Records follow. Copy every line with "start".
%%
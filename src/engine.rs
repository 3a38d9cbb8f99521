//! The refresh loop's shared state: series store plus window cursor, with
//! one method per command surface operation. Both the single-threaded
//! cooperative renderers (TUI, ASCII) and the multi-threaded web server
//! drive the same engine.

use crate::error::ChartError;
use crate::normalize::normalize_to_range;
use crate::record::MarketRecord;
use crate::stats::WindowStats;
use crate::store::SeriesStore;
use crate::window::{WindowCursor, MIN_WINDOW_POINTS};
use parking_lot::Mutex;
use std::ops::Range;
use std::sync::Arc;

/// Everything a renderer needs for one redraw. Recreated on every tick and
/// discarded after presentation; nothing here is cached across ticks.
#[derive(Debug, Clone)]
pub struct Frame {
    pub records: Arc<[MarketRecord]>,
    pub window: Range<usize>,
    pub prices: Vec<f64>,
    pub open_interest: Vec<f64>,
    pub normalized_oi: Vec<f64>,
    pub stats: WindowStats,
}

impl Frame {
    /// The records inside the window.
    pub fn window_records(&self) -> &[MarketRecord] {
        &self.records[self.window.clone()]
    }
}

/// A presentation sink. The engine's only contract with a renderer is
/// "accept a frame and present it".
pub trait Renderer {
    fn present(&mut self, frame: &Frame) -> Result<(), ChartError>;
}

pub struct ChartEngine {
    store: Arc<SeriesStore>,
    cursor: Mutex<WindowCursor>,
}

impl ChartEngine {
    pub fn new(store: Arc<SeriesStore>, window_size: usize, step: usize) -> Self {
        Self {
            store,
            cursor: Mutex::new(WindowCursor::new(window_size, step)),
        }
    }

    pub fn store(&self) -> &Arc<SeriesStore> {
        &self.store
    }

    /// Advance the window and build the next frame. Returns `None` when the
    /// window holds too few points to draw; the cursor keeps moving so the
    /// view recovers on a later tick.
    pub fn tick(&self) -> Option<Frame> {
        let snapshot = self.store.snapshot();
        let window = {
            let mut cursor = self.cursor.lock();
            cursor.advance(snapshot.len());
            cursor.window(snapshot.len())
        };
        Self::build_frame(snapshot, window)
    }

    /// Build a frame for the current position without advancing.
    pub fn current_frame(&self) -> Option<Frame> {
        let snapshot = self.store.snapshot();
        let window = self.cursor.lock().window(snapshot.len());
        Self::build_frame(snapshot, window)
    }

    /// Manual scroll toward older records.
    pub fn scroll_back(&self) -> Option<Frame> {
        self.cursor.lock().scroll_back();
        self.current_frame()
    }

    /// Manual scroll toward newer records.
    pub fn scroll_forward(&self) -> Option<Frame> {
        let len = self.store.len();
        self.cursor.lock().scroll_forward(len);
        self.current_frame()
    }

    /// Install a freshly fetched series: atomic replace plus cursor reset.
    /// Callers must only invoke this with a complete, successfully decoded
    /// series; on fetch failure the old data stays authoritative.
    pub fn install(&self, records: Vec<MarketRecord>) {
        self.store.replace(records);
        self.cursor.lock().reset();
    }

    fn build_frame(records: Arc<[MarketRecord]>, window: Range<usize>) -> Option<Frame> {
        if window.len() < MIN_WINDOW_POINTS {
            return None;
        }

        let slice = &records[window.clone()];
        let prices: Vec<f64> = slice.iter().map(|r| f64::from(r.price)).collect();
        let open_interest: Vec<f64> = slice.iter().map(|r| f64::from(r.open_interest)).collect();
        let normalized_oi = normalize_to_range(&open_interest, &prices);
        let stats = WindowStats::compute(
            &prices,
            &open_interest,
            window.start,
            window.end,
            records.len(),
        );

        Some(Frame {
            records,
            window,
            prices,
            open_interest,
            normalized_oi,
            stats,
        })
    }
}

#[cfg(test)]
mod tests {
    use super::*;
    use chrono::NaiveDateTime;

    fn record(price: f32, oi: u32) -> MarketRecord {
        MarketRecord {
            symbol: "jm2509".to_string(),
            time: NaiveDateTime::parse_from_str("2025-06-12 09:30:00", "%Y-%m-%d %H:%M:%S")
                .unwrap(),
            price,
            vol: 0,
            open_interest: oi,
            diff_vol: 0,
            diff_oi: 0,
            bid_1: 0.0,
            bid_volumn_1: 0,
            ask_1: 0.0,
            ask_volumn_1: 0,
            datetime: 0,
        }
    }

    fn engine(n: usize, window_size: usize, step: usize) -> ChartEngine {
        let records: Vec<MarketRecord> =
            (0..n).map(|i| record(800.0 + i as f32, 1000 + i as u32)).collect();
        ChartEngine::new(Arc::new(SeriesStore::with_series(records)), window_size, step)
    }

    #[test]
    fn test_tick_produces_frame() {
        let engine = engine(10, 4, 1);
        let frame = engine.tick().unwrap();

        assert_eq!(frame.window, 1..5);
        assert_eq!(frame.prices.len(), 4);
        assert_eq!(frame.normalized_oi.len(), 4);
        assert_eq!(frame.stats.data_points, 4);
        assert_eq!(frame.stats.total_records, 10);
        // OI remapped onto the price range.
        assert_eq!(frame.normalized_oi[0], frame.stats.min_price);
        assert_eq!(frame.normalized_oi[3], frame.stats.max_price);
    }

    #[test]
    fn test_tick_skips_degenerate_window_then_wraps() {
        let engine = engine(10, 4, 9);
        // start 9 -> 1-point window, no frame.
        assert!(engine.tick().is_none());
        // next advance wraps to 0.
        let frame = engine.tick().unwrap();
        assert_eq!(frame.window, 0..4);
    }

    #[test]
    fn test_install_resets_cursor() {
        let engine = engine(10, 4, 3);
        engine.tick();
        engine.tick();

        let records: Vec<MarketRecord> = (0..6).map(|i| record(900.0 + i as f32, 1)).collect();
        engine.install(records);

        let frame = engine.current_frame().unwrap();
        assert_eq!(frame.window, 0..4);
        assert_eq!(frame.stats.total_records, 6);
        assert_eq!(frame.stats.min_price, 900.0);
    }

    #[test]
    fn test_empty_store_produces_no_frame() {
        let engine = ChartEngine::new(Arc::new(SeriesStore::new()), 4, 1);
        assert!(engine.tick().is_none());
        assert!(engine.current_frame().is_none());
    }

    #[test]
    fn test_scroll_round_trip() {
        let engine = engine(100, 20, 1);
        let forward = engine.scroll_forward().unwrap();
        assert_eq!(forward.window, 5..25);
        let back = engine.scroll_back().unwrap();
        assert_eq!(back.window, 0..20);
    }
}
%%
**Task solution**
            window.start,
        // start 9 -> 1-point window, no frame.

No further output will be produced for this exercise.